I recently wrote an article called Frameworks don't make sense. It got massive attention with over 100,000 views in a day and I want to expand on one of the points about dependencies.
You should always cut the dependencies and vendor them. Don't ever use a package manager to bring them in during the deploy but instead always vendor them.
Vendoring means putting them in your lib/ or vendor/ directory in the master branch. The entire dependency.
First of all, that makes the deploy much quicker. You should strive for sub-second deploys. One click on a button or git push command and it's deployed and live in production. If you're pulling dependencies in during deploy, that will slow it down to 30 seconds or even minutes. If you deploy 50 times a day, like I do, that quickly adds up to hours of lost time. Deployment speed is one of the most overlooked competitive advantages.
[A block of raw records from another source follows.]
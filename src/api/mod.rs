//! # API Module
//!
//! HTTP surface of the adoption catalog.
//!
//! ## Structure
//!
//! * `controllers` - Request handling and business logic
//! * `routes` - API endpoint definitions and routing

pub mod controllers;

pub mod routes;
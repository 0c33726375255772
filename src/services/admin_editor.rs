//! Admin record editor.
//!
//! Create, update and delete cat records on behalf of shelter staff. The HTTP
//! gate already checks roles; every operation checks them again against the
//! caller's [`RoleSet`] before touching storage.

use std::sync::Arc;

use chrono::Utc;
use log::info;
use uuid::Uuid;

use crate::{
    models::{ApiError, Cat, CatAttributes, CatRequest, RoleSet},
    repositories::{CatRepository, ShelterRepository},
};

/// Explicit acknowledgement required before a record is deleted.
#[derive(Debug, Clone, Copy, PartialEq, Eq)]
pub enum DeleteConfirmation {
    Confirmed,
    Missing,
}

impl DeleteConfirmation {
    pub fn from_query(confirm: Option<bool>) -> Self {
        match confirm {
            Some(true) => Self::Confirmed,
            _ => Self::Missing,
        }
    }
}

pub struct AdminEditor<C, S>
where
    C: CatRepository,
    S: ShelterRepository,
{
    cat_repository: Arc<C>,
    shelter_repository: Arc<S>,
}

impl<C, S> AdminEditor<C, S>
where
    C: CatRepository,
    S: ShelterRepository,
{
    pub fn new(cat_repository: Arc<C>, shelter_repository: Arc<S>) -> Self {
        Self {
            cat_repository,
            shelter_repository,
        }
    }

    fn authorize(caller: &RoleSet) -> Result<(), ApiError> {
        if caller.can_manage_cats() {
            Ok(())
        } else {
            Err(ApiError::Forbidden(
                "Admin or shelter staff role required".to_string(),
            ))
        }
    }

    /// Every record, available or not, most recent first.
    pub async fn list(&self, caller: &RoleSet) -> Result<Vec<Cat>, ApiError> {
        Self::authorize(caller)?;
        Ok(self.cat_repository.list_recent().await?)
    }

    /// Validates the request and stores a new record attributed to the earliest shelter.
    pub async fn create(&self, caller: &RoleSet, request: CatRequest) -> Result<Cat, ApiError> {
        Self::authorize(caller)?;
        let attributes = CatAttributes::try_from(request)?;

        let shelter = self
            .shelter_repository
            .first_shelter()
            .await?
            .ok_or_else(|| ApiError::BadRequest("No shelter found".to_string()))?;

        let cat = Cat::new(
            Uuid::new_v4().to_string(),
            attributes,
            Some(shelter.id),
            Utc::now(),
        );
        let created = self.cat_repository.create(cat).await?;
        info!("Cat {} created by shelter staff", created.id);
        Ok(created)
    }

    /// Replaces the editable attributes of an existing record.
    pub async fn update(
        &self,
        caller: &RoleSet,
        cat_id: &str,
        request: CatRequest,
    ) -> Result<Cat, ApiError> {
        Self::authorize(caller)?;
        let attributes = CatAttributes::try_from(request)?;

        let existing = self.cat_repository.get_by_id(cat_id.to_string()).await?;
        let updated = self
            .cat_repository
            .update(cat_id.to_string(), existing.with_attributes(attributes))
            .await?;
        info!("Cat {} updated by shelter staff", updated.id);
        Ok(updated)
    }

    pub async fn delete(
        &self,
        caller: &RoleSet,
        cat_id: &str,
        confirmation: DeleteConfirmation,
    ) -> Result<(), ApiError> {
        Self::authorize(caller)?;
        if confirmation != DeleteConfirmation::Confirmed {
            return Err(ApiError::BadRequest(
                "Deleting a cat requires confirm=true".to_string(),
            ));
        }

        self.cat_repository.delete_by_id(cat_id.to_string()).await?;
        info!("Cat {} deleted by shelter staff", cat_id);
        Ok(())
    }
}
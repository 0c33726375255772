use std::{sync::Arc, time::Duration};

use color_eyre::Result;
use log::info;
use redis::aio::ConnectionManager;
use tokio::time::timeout;

use crate::config::ServerConfig;

/// Opens the shared Redis connection manager used by every Redis-backed store.
///
/// Fails when the URL is invalid or the server does not answer within
/// `redis_connection_timeout_ms`.
pub async fn initialize_redis_connection(config: &ServerConfig) -> Result<Arc<ConnectionManager>> {
    let client = redis::Client::open(config.redis_url.as_str())?;
    let connection_manager = timeout(
        Duration::from_millis(config.redis_connection_timeout_ms),
        ConnectionManager::new(client),
    )
    .await
    .map_err(|_| {
        eyre::eyre!(
            "Redis connection timeout after {}ms",
            config.redis_connection_timeout_ms
        )
    })??;

    info!(
        "Connected to Redis, using key prefix '{}'",
        config.redis_key_prefix
    );
    Ok(Arc::new(connection_manager))
}
//! # Domain Module
//!
//! Core catalog logic, independent of storage and HTTP:
//!
//! * Filter predicate evaluation over cat lists
//! * The per-device favorites store

mod filter;
pub use filter::*;

mod favorites;
pub use favorites::*;
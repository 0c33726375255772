use chrono::{DateTime, Utc};
use serde::{Deserialize, Serialize};
use utoipa::ToSchema;

/// An organization cats are attributed to when created.
#[derive(Debug, Clone, Serialize, Deserialize, PartialEq, ToSchema)]
pub struct Shelter {
    pub id: String,
    pub name: String,
    pub created_at: DateTime<Utc>,
}
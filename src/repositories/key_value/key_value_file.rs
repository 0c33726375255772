//! File-backed key-value store: each key is one file in the data directory.
//!
//! Writes go to a temporary sibling first and are renamed into place, so a reader
//! never observes a half-written value. Each write gets its own temporary file;
//! overlapping writes to one key resolve as last-rename-wins.

use crate::{models::RepositoryError, repositories::KeyValueStore};
use async_trait::async_trait;
use log::debug;
use std::{
    io::ErrorKind,
    path::{Path, PathBuf},
};
use uuid::Uuid;

#[derive(Debug, Clone)]
pub struct FileKeyValueStore {
    data_dir: PathBuf,
}

impl FileKeyValueStore {
    pub fn new(data_dir: impl Into<PathBuf>) -> Self {
        Self {
            data_dir: data_dir.into(),
        }
    }

    pub fn data_dir(&self) -> &Path {
        &self.data_dir
    }

    /// Maps a key onto a file name. `:` becomes `_`; anything else outside
    /// `[A-Za-z0-9_-]` is rejected so a key can never escape the data directory.
    fn path_for(&self, key: &str) -> Result<PathBuf, RepositoryError> {
        let file_stem: String = key.replace(':', "_");
        let valid = !file_stem.is_empty()
            && file_stem
                .chars()
                .all(|c| c.is_ascii_alphanumeric() || c == '_' || c == '-');
        if !valid {
            return Err(RepositoryError::InvalidData(format!(
                "Key '{}' cannot be stored as a file",
                key
            )));
        }
        Ok(self.data_dir.join(format!("{}.json", file_stem)))
    }

    fn io_error(context: &str, error: std::io::Error) -> RepositoryError {
        RepositoryError::Other(format!("Failed to {}: {}", context, error))
    }
}

#[async_trait]
impl KeyValueStore for FileKeyValueStore {
    async fn get(&self, key: &str) -> Result<Option<String>, RepositoryError> {
        let path = self.path_for(key)?;
        match tokio::fs::read_to_string(&path).await {
            Ok(value) => Ok(Some(value)),
            Err(e) if e.kind() == ErrorKind::NotFound => Ok(None),
            Err(e) => Err(Self::io_error("read value", e)),
        }
    }

    async fn set(&self, key: &str, value: String) -> Result<(), RepositoryError> {
        let path = self.path_for(key)?;
        tokio::fs::create_dir_all(&self.data_dir)
            .await
            .map_err(|e| Self::io_error("create data directory", e))?;

        let tmp_path = path.with_extension(format!("{}.tmp", Uuid::new_v4().simple()));
        if let Err(e) = tokio::fs::write(&tmp_path, value).await {
            let _ = tokio::fs::remove_file(&tmp_path).await;
            return Err(Self::io_error("write value", e));
        }
        if let Err(e) = tokio::fs::rename(&tmp_path, &path).await {
            let _ = tokio::fs::remove_file(&tmp_path).await;
            return Err(Self::io_error("replace value", e));
        }

        debug!("Stored key {} at {}", key, path.display());
        Ok(())
    }

    async fn delete(&self, key: &str) -> Result<(), RepositoryError> {
        let path = self.path_for(key)?;
        match tokio::fs::remove_file(&path).await {
            Ok(()) => Ok(()),
            Err(e) if e.kind() == ErrorKind::NotFound => Ok(()),
            Err(e) => Err(Self::io_error("delete value", e)),
        }
    }
}
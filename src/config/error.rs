//! Error types for the seed configuration file.
use thiserror::Error;

#[derive(Error, Debug)]
pub enum ConfigFileError {
    #[error("Invalid ID length: {0}")]
    InvalidIdLength(String),
    #[error("Invalid ID format: {0}")]
    InvalidIdFormat(String),
    #[error("Missing required field: {0}")]
    MissingField(String),
    #[error("IO error: {0}")]
    IoError(#[from] std::io::Error),
    #[error("JSON error: {0}")]
    JsonError(#[from] serde_json::Error),
    #[error("Duplicate id error: {0}")]
    DuplicateId(String),
    #[error("Invalid cat {id}: {message}")]
    InvalidCat { id: String, message: String },
    #[error("Invalid reference: {0}")]
    InvalidReference(String),
    #[error("File not found: {0}")]
    FileNotFound(String),
}
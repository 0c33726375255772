//! Application roles.
//!
//! Role rows are provisioned outside the application; here they are only read.

use std::collections::BTreeSet;

use serde::{Deserialize, Serialize};
use strum::{Display, EnumString, VariantNames};
use utoipa::ToSchema;

#[derive(
    Debug,
    Clone,
    Copy,
    Serialize,
    Deserialize,
    PartialEq,
    Eq,
    PartialOrd,
    Ord,
    Hash,
    ToSchema,
    Display,
    EnumString,
    VariantNames,
)]
#[serde(rename_all = "snake_case")]
#[strum(serialize_all = "snake_case")]
pub enum UserRole {
    Admin,
    ShelterStaff,
    User,
}

/// The roles held by one user. May be empty.
#[derive(Debug, Clone, Default, PartialEq, Eq, Serialize, Deserialize, ToSchema)]
#[serde(transparent)]
pub struct RoleSet(BTreeSet<UserRole>);

impl RoleSet {
    pub fn new(roles: impl IntoIterator<Item = UserRole>) -> Self {
        Self(roles.into_iter().collect())
    }

    pub fn empty() -> Self {
        Self::default()
    }

    pub fn insert(&mut self, role: UserRole) -> bool {
        self.0.insert(role)
    }

    pub fn contains(&self, role: UserRole) -> bool {
        self.0.contains(&role)
    }

    pub fn is_admin(&self) -> bool {
        self.contains(UserRole::Admin)
    }

    pub fn is_shelter_staff(&self) -> bool {
        self.contains(UserRole::ShelterStaff)
    }

    /// Admins and shelter staff may edit cat records.
    pub fn can_manage_cats(&self) -> bool {
        self.is_admin() || self.is_shelter_staff()
    }

    pub fn is_empty(&self) -> bool {
        self.0.is_empty()
    }

    pub fn iter(&self) -> impl Iterator<Item = &UserRole> {
        self.0.iter()
    }
}

/// A user id together with one granted role, as stored in the seed file.
#[derive(Debug, Clone, Serialize, Deserialize, PartialEq)]
#[serde(deny_unknown_fields)]
pub struct UserRoleAssignment {
    pub user_id: String,
    pub role: UserRole,
}
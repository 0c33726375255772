use crate::{
    models::{AdoptionApplication, RepositoryError},
    repositories::*,
};
use async_trait::async_trait;
use std::collections::HashMap;
use tokio::sync::{Mutex, MutexGuard};

#[derive(Debug, Default)]
pub struct InMemoryApplicationRepository {
    store: Mutex<HashMap<String, AdoptionApplication>>,
}

impl Clone for InMemoryApplicationRepository {
    fn clone(&self) -> Self {
        let data = self
            .store
            .try_lock()
            .map(|guard| guard.clone())
            .unwrap_or_else(|_| HashMap::new());

        Self {
            store: Mutex::new(data),
        }
    }
}

impl InMemoryApplicationRepository {
    pub fn new() -> Self {
        Self::default()
    }

    async fn acquire_lock<T>(lock: &Mutex<T>) -> Result<MutexGuard<T>, RepositoryError> {
        Ok(lock.lock().await)
    }

    fn not_found(id: &str) -> RepositoryError {
        RepositoryError::NotFound(format!("Application with ID '{}' not found", id))
    }
}

#[async_trait]
impl ApplicationRepository for InMemoryApplicationRepository {
    async fn create(
        &self,
        application: AdoptionApplication,
    ) -> Result<AdoptionApplication, RepositoryError> {
        let mut store = Self::acquire_lock(&self.store).await?;
        if store.contains_key(&application.id) {
            return Err(RepositoryError::ConstraintViolation(format!(
                "Application with ID '{}' already exists",
                application.id
            )));
        }
        store.insert(application.id.clone(), application.clone());
        Ok(application)
    }

    async fn get_by_id(&self, id: String) -> Result<AdoptionApplication, RepositoryError> {
        let store = Self::acquire_lock(&self.store).await?;
        store.get(&id).cloned().ok_or_else(|| Self::not_found(&id))
    }

    async fn list_all(&self) -> Result<Vec<AdoptionApplication>, RepositoryError> {
        let store = Self::acquire_lock(&self.store).await?;
        let mut applications: Vec<AdoptionApplication> = store.values().cloned().collect();
        applications.sort_by(|a, b| a.created_at.cmp(&b.created_at));
        Ok(applications)
    }

    async fn count(&self) -> Result<usize, RepositoryError> {
        Ok(Self::acquire_lock(&self.store).await?.len())
    }
}
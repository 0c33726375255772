//! # Adoption Applications Controller
use actix_web::HttpResponse;

use crate::models::{AdoptionApplicationRequest, ApiError, ApiResponse, ThinDataAppState};

/// Submits an application for an available cat.
///
/// The form is validated before the cat is looked up, so an invalid form for an
/// unknown cat reports the form error.
pub async fn submit_application(
    cat_id: String,
    request: AdoptionApplicationRequest,
    state: ThinDataAppState,
) -> Result<HttpResponse, ApiError> {
    let response = state.adoption_service().submit(&cat_id, request).await?;

    Ok(HttpResponse::Created().json(ApiResponse::success(response)))
}

#[cfg(test)]
mod tests {
    use super::*;
    use crate::{
        repositories::ApplicationRepository,
        utils::mocks::mockutils::{create_mock_app_state, create_mock_cat},
    };
    use actix_web::http::StatusCode;
    use chrono::Utc;

    fn request() -> AdoptionApplicationRequest {
        AdoptionApplicationRequest {
            name: "Jane Doe".to_string(),
            email: "jane@example.com".to_string(),
            phone: "555-010-0100".to_string(),
            location: "Portland, OR".to_string(),
            message: "We have a quiet home and a big sunny window.".to_string(),
        }
    }

    #[actix_web::test]
    async fn test_submit_application_created() {
        let state =
            create_mock_app_state(Some(vec![create_mock_cat("1", true, Utc::now())])).await;

        let response = submit_application("1".to_string(), request(), state.clone())
            .await
            .unwrap();

        assert_eq!(response.status(), StatusCode::CREATED);
        assert_eq!(state.application_repository.count().await.unwrap(), 1);
    }

    #[actix_web::test]
    async fn test_submit_application_for_unavailable_cat() {
        let state =
            create_mock_app_state(Some(vec![create_mock_cat("1", false, Utc::now())])).await;

        let error = submit_application("1".to_string(), request(), state.clone())
            .await
            .unwrap_err();

        assert!(matches!(error, ApiError::NotFound(_)));
        assert_eq!(state.application_repository.count().await.unwrap(), 0);
    }
}
use crate::models::{AdminDashboardResponse, ApiResponse, Cat, CatRequest, DeleteCatQuery};

/// Admin routes implementation
///
/// Note: OpenAPI documentation for these endpoints can be found in the `openapi.rs` file
///
/// Staff dashboard.
#[utoipa::path(
  get,
  path = "/api/v1/admin",
  tag = "Admin",
  operation_id = "getDashboard",
  security(
      ("bearer_auth" = [])
  ),
  responses(
      (status = 200, description = "Dashboard for staff", body = ApiResponse<AdminDashboardResponse>),
      (status = 303, description = "Not signed in as staff, redirected to /auth")
  )
)]
#[allow(dead_code)]
fn doc_dashboard() {}

/// Lists every cat record, available or not.
#[utoipa::path(
  get,
  path = "/api/v1/admin/cats",
  tag = "Admin",
  operation_id = "listAdminCats",
  security(
      ("bearer_auth" = [])
  ),
  responses(
      (status = 200, description = "All cats, most recent first", body = ApiResponse<Vec<Cat>>),
      (
          status = 401,
          description = "Unauthorized",
          body = ApiResponse<String>,
          example = json!({
              "success": false,
              "error": "Invalid or expired session",
              "data": null
          })
      ),
      (
          status = 403,
          description = "Forbidden",
          body = ApiResponse<String>,
          example = json!({
              "success": false,
              "error": "Admin or shelter staff role required",
              "data": null
          })
      )
  )
)]
#[allow(dead_code)]
fn doc_list_admin_cats() {}

/// Creates a cat record attributed to the earliest shelter.
#[utoipa::path(
  post,
  path = "/api/v1/admin/cats",
  tag = "Admin",
  operation_id = "createCat",
  security(
      ("bearer_auth" = [])
  ),
  request_body = CatRequest,
  responses(
      (status = 201, description = "Cat created", body = ApiResponse<Cat>),
      (status = 400, description = "Invalid record or no shelter", body = ApiResponse<String>),
      (status = 401, description = "Unauthorized", body = ApiResponse<String>),
      (status = 403, description = "Forbidden", body = ApiResponse<String>)
  )
)]
#[allow(dead_code)]
fn doc_create_cat() {}

/// Replaces every editable attribute of a cat record.
#[utoipa::path(
  put,
  path = "/api/v1/admin/cats/{cat_id}",
  tag = "Admin",
  operation_id = "updateCat",
  security(
      ("bearer_auth" = [])
  ),
  params(
      ("cat_id" = String, Path, description = "The unique identifier of the cat")
  ),
  request_body = CatRequest,
  responses(
      (status = 200, description = "Cat updated", body = ApiResponse<Cat>),
      (status = 400, description = "Invalid record", body = ApiResponse<String>),
      (status = 401, description = "Unauthorized", body = ApiResponse<String>),
      (status = 403, description = "Forbidden", body = ApiResponse<String>),
      (status = 404, description = "Cat not found", body = ApiResponse<String>)
  )
)]
#[allow(dead_code)]
fn doc_update_cat() {}

#[utoipa::path(
  delete,
  path = "/api/v1/admin/cats/{cat_id}",
  tag = "Admin",
  operation_id = "deleteCat",
  security(
      ("bearer_auth" = [])
  ),
  params(
      ("cat_id" = String, Path, description = "The unique identifier of the cat"),
      DeleteCatQuery
  ),
  responses(
      (status = 200, description = "Cat deleted", body = ApiResponse<String>),
      (
          status = 400,
          description = "Missing confirmation",
          body = ApiResponse<String>,
          example = json!({
              "success": false,
              "error": "Deleting a cat requires confirm=true",
              "data": null
          })
      ),
      (status = 401, description = "Unauthorized", body = ApiResponse<String>),
      (status = 403, description = "Forbidden", body = ApiResponse<String>),
      (status = 404, description = "Cat not found", body = ApiResponse<String>)
  )
)]
#[allow(dead_code)]
fn doc_delete_cat() {}
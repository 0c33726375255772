use chrono::{DateTime, Utc};
use serde::{Deserialize, Serialize};
use utoipa::ToSchema;

use crate::models::RoleSet;

#[derive(Debug, Clone, Serialize, Deserialize, PartialEq, Eq, ToSchema)]
pub struct AuthUser {
    pub id: String,
    #[serde(default)]
    #[schema(nullable = false)]
    pub email: Option<String>,
}

/// An authenticated session as issued by the auth service.
#[derive(Debug, Clone, Serialize, Deserialize, PartialEq, Eq)]
#[serde(deny_unknown_fields)]
pub struct Session {
    pub access_token: String,
    pub user: AuthUser,
    #[serde(default)]
    pub expires_at: Option<DateTime<Utc>>,
}

impl Session {
    pub fn is_expired(&self, now: DateTime<Utc>) -> bool {
        self.expires_at.is_some_and(|expires_at| expires_at <= now)
    }
}

/// Session introspection result. The access token itself is never echoed back.
#[derive(Debug, Clone, Serialize, Deserialize, PartialEq, ToSchema)]
pub struct SessionResponse {
    pub authenticated: bool,
    #[schema(nullable = false)]
    pub user: Option<AuthUser>,
    pub roles: RoleSet,
    pub is_admin: bool,
    pub is_shelter_staff: bool,
}

impl SessionResponse {
    pub fn anonymous() -> Self {
        Self {
            authenticated: false,
            user: None,
            roles: RoleSet::empty(),
            is_admin: false,
            is_shelter_staff: false,
        }
    }

    pub fn authenticated(user: AuthUser, roles: RoleSet) -> Self {
        Self {
            authenticated: true,
            user: Some(user),
            is_admin: roles.is_admin(),
            is_shelter_staff: roles.is_shelter_staff(),
            roles,
        }
    }
}
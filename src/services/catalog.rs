//! Public catalog reads.
//!
//! Browsing never fails: a storage error is logged and the catalog degrades to an
//! empty listing. Looking up a single cat does surface errors, since the caller
//! is about to act on that record.

use std::sync::Arc;

use log::{debug, error, warn};

use crate::{
    domain::FavoritesStore,
    models::{ApiError, Cat, CatalogQuery, FavoriteSet, RepositoryError},
    repositories::{CatRepository, KeyValueStore},
};

pub struct CatalogService<C, K>
where
    C: CatRepository,
    K: KeyValueStore,
{
    cat_repository: Arc<C>,
    favorites: FavoritesStore<K>,
}

impl<C, K> CatalogService<C, K>
where
    C: CatRepository,
    K: KeyValueStore,
{
    pub fn new(cat_repository: Arc<C>, favorites: FavoritesStore<K>) -> Self {
        Self {
            cat_repository,
            favorites,
        }
    }

    /// Available cats matching `query`, most recent first.
    ///
    /// The favorites restriction needs a device id; without one the favorites set is
    /// empty, so a favorites-only query returns nothing.
    pub async fn browse(&self, query: &CatalogQuery, device_id: Option<&str>) -> Vec<Cat> {
        let cats = match self.cat_repository.list_available().await {
            Ok(cats) => cats,
            Err(e) => {
                error!("Failed to load the cat catalog: {}", e);
                return Vec::new();
            }
        };

        let favorites = if query.favorites_only {
            self.favorites_for(device_id).await
        } else {
            FavoriteSet::new()
        };

        let result = query.apply(cats, &favorites);
        debug!("Catalog query matched {} cats", result.len());
        result
    }

    async fn favorites_for(&self, device_id: Option<&str>) -> FavoriteSet {
        let Some(device_id) = device_id else {
            return FavoriteSet::new();
        };
        match self.favorites.load(device_id).await {
            Ok(favorites) => favorites,
            Err(e) => {
                warn!("Failed to load favorites for device {}: {}", device_id, e);
                FavoriteSet::new()
            }
        }
    }

    /// A single cat, only if it is listed in the public catalog.
    pub async fn get_available(&self, cat_id: &str) -> Result<Cat, ApiError> {
        match self.cat_repository.get_by_id(cat_id.to_string()).await {
            Ok(cat) if cat.is_available => Ok(cat),
            Ok(_) | Err(RepositoryError::NotFound(_)) => Err(cat_not_found(cat_id)),
            Err(e) => Err(e.into()),
        }
    }
}

pub(crate) fn cat_not_found(cat_id: &str) -> ApiError {
    ApiError::NotFound(format!("Cat with ID '{}' not found", cat_id))
}
//! # Favorites Controller
//!
//! Favorites belong to a device, identified by the `X-Device-Id` header. Every
//! mutation rewrites the device's whole set.

use actix_web::HttpResponse;
use log::debug;

use crate::{
    metrics::record_favorite_toggle,
    models::{
        ApiError, ApiResponse, FavoriteToggleResponse, FavoritesRequest, FavoritesResponse,
        ThinDataAppState,
    },
};

pub async fn get_favorites(
    device_id: String,
    state: ThinDataAppState,
) -> Result<HttpResponse, ApiError> {
    let favorites = state.favorites_store().load(&device_id).await?;

    Ok(HttpResponse::Ok().json(ApiResponse::success(FavoritesResponse::from(favorites))))
}

/// Replaces the device's favorites with the given ids.
pub async fn replace_favorites(
    device_id: String,
    request: FavoritesRequest,
    state: ThinDataAppState,
) -> Result<HttpResponse, ApiError> {
    let favorites = request.into_set();
    state.favorites_store().save(&device_id, &favorites).await?;
    debug!("Saved {} favorites for device {}", favorites.len(), device_id);

    Ok(HttpResponse::Ok().json(ApiResponse::success(FavoritesResponse::from(favorites))))
}

pub async fn clear_favorites(
    device_id: String,
    state: ThinDataAppState,
) -> Result<HttpResponse, ApiError> {
    state.favorites_store().clear(&device_id).await?;

    Ok(HttpResponse::Ok().json(ApiResponse::success(FavoritesResponse::default())))
}

/// Adds `cat_id` to the device's favorites, or removes it when already present.
pub async fn toggle_favorite(
    device_id: String,
    cat_id: String,
    state: ThinDataAppState,
) -> Result<HttpResponse, ApiError> {
    let favorites = state.favorites_store().toggle(&device_id, &cat_id).await?;
    let response = FavoriteToggleResponse::new(&cat_id, favorites);
    record_favorite_toggle(response.is_favorite);

    Ok(HttpResponse::Ok().json(ApiResponse::success(response)))
}
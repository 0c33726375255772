/// Query value meaning "no constraint" for a filter dimension.
pub const FILTER_ANY: &str = "all";

/// Colors offered by the filter panel. Stored colors are free text, so this list is advisory.
pub const COLOR_PALETTE: &[&str] = &[
    "orange", "black", "white", "gray", "calico", "tabby", "siamese",
];

pub const PERSONALITY_TRAITS: &[&str] = &["playful", "calm", "affectionate", "independent"];

pub const GOOD_WITH_OPTIONS: &[&str] = &["children", "dogs", "other-cats"];

pub const FAVORITES_KEY_PREFIX: &str = "favorites";
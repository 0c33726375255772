//! Session lookup and auth change notifications.

use std::{collections::HashMap, sync::Arc};

use async_trait::async_trait;
use chrono::Utc;
use log::debug;
#[cfg(test)]
use mockall::automock;
use serde::Serialize;
use strum::Display;
use tokio::sync::{broadcast, RwLock};

use crate::models::{AuthError, Session};

const AUTH_EVENT_CHANNEL_CAPACITY: usize = 64;

#[derive(Debug, Clone, Copy, PartialEq, Eq, Serialize, Display)]
#[serde(rename_all = "snake_case")]
#[strum(serialize_all = "snake_case")]
pub enum AuthEventKind {
    SignedIn,
    SignedOut,
    TokenRefreshed,
}

/// A change to the session identified by `access_token`.
///
/// `session` is the new session for sign-in and refresh events and `None` on sign-out.
#[derive(Debug, Clone, PartialEq)]
pub struct AuthEvent {
    pub kind: AuthEventKind,
    pub access_token: String,
    pub session: Option<Session>,
}

#[cfg_attr(test, automock)]
#[async_trait]
pub trait AuthProvider: Send + Sync {
    /// The live session for `access_token`, or `None` when it is unknown or expired.
    async fn get_session(&self, access_token: &str) -> Result<Option<Session>, AuthError>;

    async fn sign_out(&self, access_token: &str) -> Result<(), AuthError>;

    /// Receiver for every auth change emitted after this call.
    fn subscribe(&self) -> broadcast::Receiver<AuthEvent>;
}

/// Sessions held in process memory, seeded from configuration.
#[derive(Debug, Clone)]
pub struct InMemoryAuthProvider {
    sessions: Arc<RwLock<HashMap<String, Session>>>,
    events: broadcast::Sender<AuthEvent>,
}

impl Default for InMemoryAuthProvider {
    fn default() -> Self {
        Self::new()
    }
}

impl InMemoryAuthProvider {
    pub fn new() -> Self {
        let (events, _) = broadcast::channel(AUTH_EVENT_CHANNEL_CAPACITY);
        Self {
            sessions: Arc::new(RwLock::new(HashMap::new())),
            events,
        }
    }

    pub fn with_sessions(sessions: impl IntoIterator<Item = Session>) -> Self {
        let provider = Self::new();
        let sessions = sessions
            .into_iter()
            .map(|session| (session.access_token.clone(), session))
            .collect();
        Self {
            sessions: Arc::new(RwLock::new(sessions)),
            ..provider
        }
    }

    fn emit(&self, kind: AuthEventKind, access_token: &str, session: Option<Session>) {
        // No subscribers is not an error.
        if self
            .events
            .send(AuthEvent {
                kind,
                access_token: access_token.to_string(),
                session,
            })
            .is_err()
        {
            debug!("No subscribers for {} event", kind);
        }
    }

    pub async fn sign_in(&self, session: Session) {
        let token = session.access_token.clone();
        self.sessions
            .write()
            .await
            .insert(token.clone(), session.clone());
        self.emit(AuthEventKind::SignedIn, &token, Some(session));
    }

    /// Replaces the session stored under `access_token`. The new session keeps the
    /// old token as its key so existing holders stay attached.
    pub async fn refresh(&self, access_token: &str, session: Session) {
        self.sessions
            .write()
            .await
            .insert(access_token.to_string(), session.clone());
        self.emit(AuthEventKind::TokenRefreshed, access_token, Some(session));
    }
}

#[async_trait]
impl AuthProvider for InMemoryAuthProvider {
    async fn get_session(&self, access_token: &str) -> Result<Option<Session>, AuthError> {
        let sessions = self.sessions.read().await;
        Ok(sessions
            .get(access_token)
            .filter(|session| !session.is_expired(Utc::now()))
            .cloned())
    }

    async fn sign_out(&self, access_token: &str) -> Result<(), AuthError> {
        self.sessions.write().await.remove(access_token);
        self.emit(AuthEventKind::SignedOut, access_token, None);
        Ok(())
    }

    fn subscribe(&self) -> broadcast::Receiver<AuthEvent> {
        self.events.subscribe()
    }
}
Second, all these dependencies change all the time and in a year or two, you will no longer be able to deploy. It will error. Dependency not found. Depreciated version. Or it will just simply be deleted because the author of the dependency got fed up with maintaining his project for free.
THEREFORE ALWAYS VENDOR YOUR DEPENDENCIES!!!
Put them in the /vendor directory of your project, and then just var dep = require("../vendor/dep"). And you have a build that ships fast and always works and deploys, even ten years from now because with vendoring the master branch is always god and working.